Search code examples
powershellcsvdigit-separator

Remove commas from numbers in a CSV


I have folder info for all user folders. It is dumped out to a CSV file as follows:

Servername, F:\Users\user, 9,355.7602 MB, 264, 3054, 03/15/2000 13:28:48, 12/10/2018 11:58:29

We are unable to work with the data as is due to the thousands separator in the 3rd column. I could run the report scripts again, but we have a lot of file servers and a large number of users on one in particular, so running it again is very time consuming. The reason the commas are there is that the data was written as a string not a number.

I can import and convert, the only problem is that any number over 1000 will be wrong and then all other data is 1 column off. I would like to replace any comma between 2 numbers. It doesn't seem it would be that hard to do with PowerShell, but I am not having any luck finding anything.


Solution

  • If you assume that columns of data are comma plus space separated and your numbers have no spaces, you can use the -replace operator for this.

    $line = 'Servername, F:\Users\user, 9,355.7602 MB, 264, 3054, 03/15/2000 13:28:48, 12/10/2018 11:58:29'
    $line -replace '(?<=\d),(?=\d)'
    

    If you are reading the data from a file, you can read the data with Get-Content, replace your data, and update the file with Set-Content.

    (Get-Content file.csv) -replace '(?<=\d),(?=\d)' | Set-Content file.csv
    

    If the file is large, you can utilize the faster switch statement.

    $data = switch -regex -file file.csv {
              '(?<=\d),(?=\d)' { $_ -replace '(?<=\d),(?=\d)' }
              default {$_}
            }
    $data | Set-Content file.csv
    

    Explanation:

    • (?<=\d) uses a positive lookbehind assertion (?<=) that matches a single digit \d.
    • (?=\d) uses a positive lookahead assertion (?=) that matches a single digit. You could replace this with (?=\d{3}) to match 3 consecutive digits after the comma.
    • Since you want to replace the target comma with empty string, you do not need a replacement string.

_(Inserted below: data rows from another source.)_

use pretty_assertions::assert_eq;
use serde_json::json;
use tempfile::TempDir;
use threadmap_journal::{read_recent, summarize, AgentLogger};
use threadmap_protocol::RepoLayout;

#[test]
fn two_agents_share_the_day_file_and_summary_counts_both() {
    let temp = TempDir::new().expect("tempdir");
    let layout = RepoLayout::new(temp.path());
    let cycle = AgentLogger::new(&layout, "agent-cycle");
    let reviewer = AgentLogger::new(&layout, "reviewer");

    cycle.log(Some("agent-cycle"), "start", json!({"ts": "now"}), json!(null));
    reviewer.log(Some("s-7"), "note", json!({"msg": "looked"}), json!(null));
    cycle.log(
        Some("agent-cycle"),
        "end",
        json!({"rc_refresh": 0, "rc_summarizer": 0}),
        json!(null),
    );

    assert_eq!(cycle.day_file(), reviewer.day_file());
    let today = cycle.tail(10).expect("tail");
    let agents: Vec<_> = today.iter().map(|e| e.agent.as_str()).collect();
    assert_eq!(agents, vec!["agent-cycle", "reviewer", "agent-cycle"]);

    let recent = read_recent(&layout.logs_dir(), 2).expect("recent");
    let actions: Vec<_> = recent.iter().map(|e| e.action.as_str()).collect();
    assert_eq!(actions, vec!["end", "note"]);

    let summary = summarize(&layout).expect("summarize").expect("logs dir exists");
    assert_eq!(summary.total_entries, 3);
    assert_eq!(summary.by_agent["agent-cycle"], 2);
    assert_eq!(summary.by_action["note"], 1);
    assert!(summary.first_ts <= summary.last_ts);
    assert!(layout.summary_path().exists());
}
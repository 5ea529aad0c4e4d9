use crate::error::{JournalError, Result};
use crate::reader::{log_files, read_log_file, LogScan};
use crate::writer::UNKNOWN;
use std::path::Path;
use threadmap_protocol::{write_json_atomic, LogEntry, LogSummary, RepoLayout};

/// Fold entries into a running summary.
pub fn tally(summary: &mut LogSummary, scan: &LogScan) {
    summary.malformed_lines += scan.malformed;
    for entry in &scan.entries {
        record(summary, entry);
    }
}

fn record(summary: &mut LogSummary, entry: &LogEntry) {
    summary.total_entries += 1;
    *summary.by_agent.entry(label(&entry.agent)).or_default() += 1;
    *summary.by_action.entry(label(&entry.action)).or_default() += 1;

    if entry.ts.is_empty() {
        return;
    }
    if summary.first_ts.as_deref().map_or(true, |first| entry.ts.as_str() < first) {
        summary.first_ts = Some(entry.ts.clone());
    }
    if summary.last_ts.as_deref().map_or(true, |last| entry.ts.as_str() > last) {
        summary.last_ts = Some(entry.ts.clone());
    }
}

fn label(value: &str) -> String {
    if value.is_empty() {
        UNKNOWN.to_string()
    } else {
        value.to_string()
    }
}

/// Summarize every `*.jsonl` file in `logs_dir`. `Ok(None)` when the directory is absent.
pub fn summarize_dir(logs_dir: &Path) -> Result<Option<LogSummary>> {
    if !logs_dir.is_dir() {
        return Ok(None);
    }
    let mut summary = LogSummary::default();
    for path in log_files(logs_dir)? {
        match read_log_file(&path) {
            Ok(scan) => tally(&mut summary, &scan),
            Err(e) => log::warn!("Skipping unreadable log: {e}"),
        }
    }
    Ok(Some(summary))
}

/// Summarize the repository's logs and write `summary.json` next to them.
pub fn summarize(layout: &RepoLayout) -> Result<Option<LogSummary>> {
    let Some(summary) = summarize_dir(&layout.logs_dir())? else {
        return Ok(None);
    };
    let path = layout.summary_path();
    write_json_atomic(&path, &summary).map_err(|e| JournalError::append(&path, e))?;
    log::debug!(
        "Summarized {} log entries into {}",
        summary.total_entries,
        path.display()
    );
    Ok(Some(summary))
}

#[cfg(test)]
mod tests {
    use super::*;
    use crate::reader::parse_lines;
    use pretty_assertions::assert_eq;
    use std::collections::BTreeMap;
    use std::fs;

    #[test]
    fn counts_by_agent_and_action_with_unknown_fallback() {
        let text = r#"{"ts":"2025-01-02T00:00:00Z","agent":"a","action":"start"}
{"ts":"2025-01-01T00:00:00Z","agent":"","action":"start"}
{"agent":"a","action":""}
garbage
"#;
        let mut summary = LogSummary::default();
        tally(&mut summary, &parse_lines(text));

        assert_eq!(summary.total_entries, 3);
        assert_eq!(summary.malformed_lines, 1);
        assert_eq!(
            summary.by_agent,
            BTreeMap::from([("a".to_string(), 2), ("unknown".to_string(), 1)])
        );
        assert_eq!(
            summary.by_action,
            BTreeMap::from([("start".to_string(), 2), ("unknown".to_string(), 1)])
        );
        assert_eq!(summary.first_ts.as_deref(), Some("2025-01-01T00:00:00Z"));
        assert_eq!(summary.last_ts.as_deref(), Some("2025-01-02T00:00:00Z"));
    }

    #[test]
    fn mistyped_fields_are_counted_not_dropped() {
        let text = r#"{"ts":"t1","agent":null,"action":"a"}
{"ts":"t2","agent":"a","action":"b","details":"plain"}
{"ts":"t3","agent":"a","session":7,"action":"c"}
"#;
        let mut summary = LogSummary::default();
        tally(&mut summary, &parse_lines(text));

        assert_eq!(summary.total_entries, 3);
        assert_eq!(summary.malformed_lines, 0);
        assert_eq!(
            summary.by_agent,
            BTreeMap::from([("a".to_string(), 2), ("unknown".to_string(), 1)])
        );
        assert_eq!(summary.last_ts.as_deref(), Some("t3"));
    }

    #[test]
    fn missing_logs_dir_is_none_and_writes_nothing() {
        let dir = tempfile::tempdir().unwrap();
        let layout = RepoLayout::new(dir.path());
        assert!(summarize(&layout).unwrap().is_none());
        assert!(!layout.summary_path().exists());
    }

    #[test]
    fn writes_summary_file() {
        let dir = tempfile::tempdir().unwrap();
        let layout = RepoLayout::new(dir.path());
        fs::create_dir_all(layout.logs_dir()).unwrap();
        fs::write(
            layout.logs_dir().join("2025-01-01.log.jsonl"),
            "{\"ts\":\"t\",\"agent\":\"x\",\"action\":\"y\"}\n",
        )
        .unwrap();

        let summary = summarize(&layout).unwrap().unwrap();
        let on_disk: LogSummary = threadmap_protocol::read_json(&layout.summary_path())
            .unwrap()
            .unwrap();
        assert_eq!(on_disk, summary);
        assert_eq!(summary.total_entries, 1);

        // summary.json itself is never counted.
        let again = summarize(&layout).unwrap().unwrap();
        assert_eq!(again.total_entries, 1);
    }
}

    Typically, it would be best to stick with commands that work with CSV data or files. However, if your data contains commas and you aren't qualifying your text, it may be difficult to distinguish between data and delimiters. If you have a clear way of making that distinction, you are better off using ConvertFrom-Csv for already read data or Import-Csv for files. You will need to define headers either in the files or in the command.